As for opportunities, we’re currently working on the event of latest virtual sensors, one which can provide even deeper insights into vehicle performance and road conditions. These sensors, driven by each market needs and requests from OEMs, are tackling challenges like reducing costs and enhancing safety. As we innovate on this space, each recent sensor brings vehicles one step closer to being more adaptable and protected in real-world conditions.
One other significant opportunity is within the aggregation of information across hundreds, if not tens of millions, of vehicles. Through the years, as Tactile Mobility and other firms regularly install their software in additional vehicles, this data provides a wealth of insights that could be used to create advanced “tactile maps.” These maps aren’t just visual like your current Google maps app but can include data points on road friction, surface type, and even hazards like oil spills or black ice. This type of “crowdsourced” mapping offers drivers real-time, hyper-localized insights into road conditions, creating safer roads for everybody and significantly enhancing navigation systems.

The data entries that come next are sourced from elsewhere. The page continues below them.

//! Spatial index of basin extents
//!
//! An index lets a region query skip basins whose extent, or representative
//! point, lies outside the region. Polygons are always traced from the
//! basin layer itself.

use std::collections::{BTreeMap, BTreeSet};

use basinmask_core::raster::{Raster, Window};
use basinmask_core::vector::{AttributeValue, FeatureCollection};
use basinmask_core::{BoundingBox, Error, Result};
use geo::BoundingRect;
use rstar::{RTree, RTreeObject, AABB};

/// Basin extent lookups
pub trait BasinIndex {
    /// Ids of basins whose extent intersects `bbox`
    fn candidates_in(&self, bbox: &BoundingBox) -> BTreeSet<u32>;
}

#[derive(Debug, Clone)]
struct BasinEnvelope {
    id: u32,
    envelope: AABB<[f64; 2]>,
}

impl RTreeObject for BasinEnvelope {
    type Envelope = AABB<[f64; 2]>;

    fn envelope(&self) -> Self::Envelope {
        self.envelope
    }
}

fn to_aabb(bbox: &BoundingBox) -> AABB<[f64; 2]> {
    AABB::from_corners([bbox.min_x, bbox.min_y], [bbox.max_x, bbox.max_y])
}

/// R-tree over one extent per basin id
#[derive(Debug)]
pub struct FeatureBasinIndex {
    tree: RTree<BasinEnvelope>,
}

impl FeatureBasinIndex {
    fn from_bounds(bounds: BTreeMap<u32, BoundingBox>) -> Self {
        let entries = bounds
            .into_iter()
            .map(|(id, bbox)| BasinEnvelope {
                id,
                envelope: to_aabb(&bbox),
            })
            .collect();
        Self {
            tree: RTree::bulk_load(entries),
        }
    }

    /// Index basin features; the id is the `id_field` property, or the
    /// feature id when the property is absent.
    ///
    /// Features of the same id are merged into one extent. Point features
    /// (e.g. basin outlets) index as degenerate extents.
    pub fn from_features(features: &FeatureCollection, id_field: &str) -> Result<Self> {
        let mut bounds: BTreeMap<u32, BoundingBox> = BTreeMap::new();
        for (i, feature) in features.iter().enumerate() {
            let id = feature
                .get_property(id_field)
                .and_then(AttributeValue::as_i64)
                .or_else(|| feature.id.as_deref().and_then(|s| s.parse().ok()))
                .and_then(|v| u32::try_from(v).ok())
                .ok_or_else(|| Error::InvalidParameter {
                    name: "index",
                    value: format!("feature {}", i),
                    reason: format!("no non-negative integer '{}' or feature id", id_field),
                })?;
            let Some(rect) = feature.geometry.as_ref().and_then(|g| g.bounding_rect()) else {
                continue;
            };
            let bbox = BoundingBox::from(rect);
            bounds
                .entry(id)
                .and_modify(|b| *b = b.union(&bbox))
                .or_insert(bbox);
        }
        Ok(Self::from_bounds(bounds))
    }

    /// Index the cell extents of every id in a basin raster (0 = nodata)
    pub fn from_basins(basins: &Raster<u32>) -> Self {
        let gt = basins.transform();
        let mut cells: BTreeMap<u32, (usize, usize, usize, usize)> = BTreeMap::new();
        for ((row, col), &id) in basins.data().indexed_iter() {
            if id == 0 || basins.is_nodata(id) {
                continue;
            }
            cells
                .entry(id)
                .and_modify(|(r0, r1, c0, c1)| {
                    *r0 = (*r0).min(row);
                    *r1 = (*r1).max(row + 1);
                    *c0 = (*c0).min(col);
                    *c1 = (*c1).max(col + 1);
                })
                .or_insert((row, row + 1, col, col + 1));
        }
        let bounds = cells
            .into_iter()
            .map(|(id, (r0, r1, c0, c1))| {
                (id, gt.window_bounds(&Window::new(r0, r1, c0, c1)))
            })
            .collect();
        Self::from_bounds(bounds)
    }

    pub fn len(&self) -> usize {
        self.tree.size()
    }

    pub fn is_empty(&self) -> bool {
        self.tree.size() == 0
    }
}

impl BasinIndex for FeatureBasinIndex {
    fn candidates_in(&self, bbox: &BoundingBox) -> BTreeSet<u32> {
        self.tree
            .locate_in_envelope_intersecting(&to_aabb(bbox))
            .map(|e| e.id)
            .collect()
    }
}

#[cfg(test)]
mod tests {
    use super::*;
    use basinmask_core::vector::Feature;
    use basinmask_core::GeoTransform;
    use geo::Geometry;

    fn square(x: f64, y: f64, id: i64) -> Feature {
        Feature::new(Geometry::Polygon(BoundingBox::new(x, y, x + 1.0, y + 1.0).to_polygon()))
            .with_property("basid", AttributeValue::Int(id))
    }

    #[test]
    fn test_feature_index() {
        let mut fc = FeatureCollection::new();
        fc.push(square(0.0, 0.0, 1));
        fc.push(square(5.0, 5.0, 2));
        fc.push(square(1.0, 0.0, 1));
        let index = FeatureBasinIndex::from_features(&fc, "basid").unwrap();
        assert_eq!(index.len(), 2);

        let hits = index.candidates_in(&BoundingBox::new(1.5, 0.2, 1.8, 0.4));
        assert_eq!(hits.into_iter().collect::<Vec<_>>(), vec![1]);
        assert!(index.candidates_in(&BoundingBox::new(3.0, 3.0, 4.0, 4.0)).is_empty());
        // merged extent of id 1 spans both squares
        let hits = index.candidates_in(&BoundingBox::new(-1.0, -1.0, 0.1, 0.1));
        assert_eq!(hits.into_iter().collect::<Vec<_>>(), vec![1]);
        assert_eq!(index.candidates_in(&BoundingBox::new(0.0, 0.0, 6.0, 6.0)).len(), 2);
    }

    #[test]
    fn test_feature_id_fallback() {
        let mut fc = FeatureCollection::new();
        let mut f = square(0.0, 0.0, 0);
        f.properties.clear();
        fc.push(f.clone().with_id(12));
        let index = FeatureBasinIndex::from_features(&fc, "basid").unwrap();
        assert!(index.candidates_in(&BoundingBox::new(0.2, 0.2, 0.3, 0.3)).contains(&12));

        let mut bad = FeatureCollection::new();
        bad.push(f);
        assert!(FeatureBasinIndex::from_features(&bad, "basid").is_err());
    }

    #[test]
    fn test_index_from_raster() {
        let basins = Raster::from_vec(vec![1u32, 1, 2, 0, 1, 2], 2, 3)
            .unwrap()
            .with_transform(GeoTransform::new(10.0, 2.0, 1.0, -1.0));
        let index = FeatureBasinIndex::from_basins(&basins);
        assert_eq!(index.len(), 2);
        let hits = index.candidates_in(&BoundingBox::new(10.2, 0.2, 11.8, 1.8));
        assert_eq!(hits.into_iter().collect::<Vec<_>>(), vec![1]);
        let hits = index.candidates_in(&BoundingBox::new(12.2, 0.2, 12.8, 0.8));
        assert_eq!(hits.into_iter().collect::<Vec<_>>(), vec![2]);
    }
}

Furthermore, there’s an untapped realm of possibilities in integrating tactile sensing data more fully with cloud computing. While smartphones offer extensive data about users, they will’t access vehicle-specific insights. The information gathered directly from the vehicle’s hardware – what we call the VehicleDNA™ – gives so much more information.
By leveraging this vehicle-specific data within the cloud, smart cars will have the opportunity to deliver an unprecedented level of precision in sensing and responding to its surroundings. This may result in smarter cities and road networks as vehicles communicate with infrastructure and one another to share real-time insights, ultimately enabling a more connected, efficient, and safer mobility ecosystem.
Finally, what are your long-term goals for Tactile Mobility, and where do you see the corporate in the following five to 10 years?
Our aim is to proceed embedding Tactile Mobility’s software in additional OEMs globally, expanding our presence in vehicles connected to our cloud. We expect to proceed offering a number of the most precise and impactful insights within the automotive industry throughout the following decade.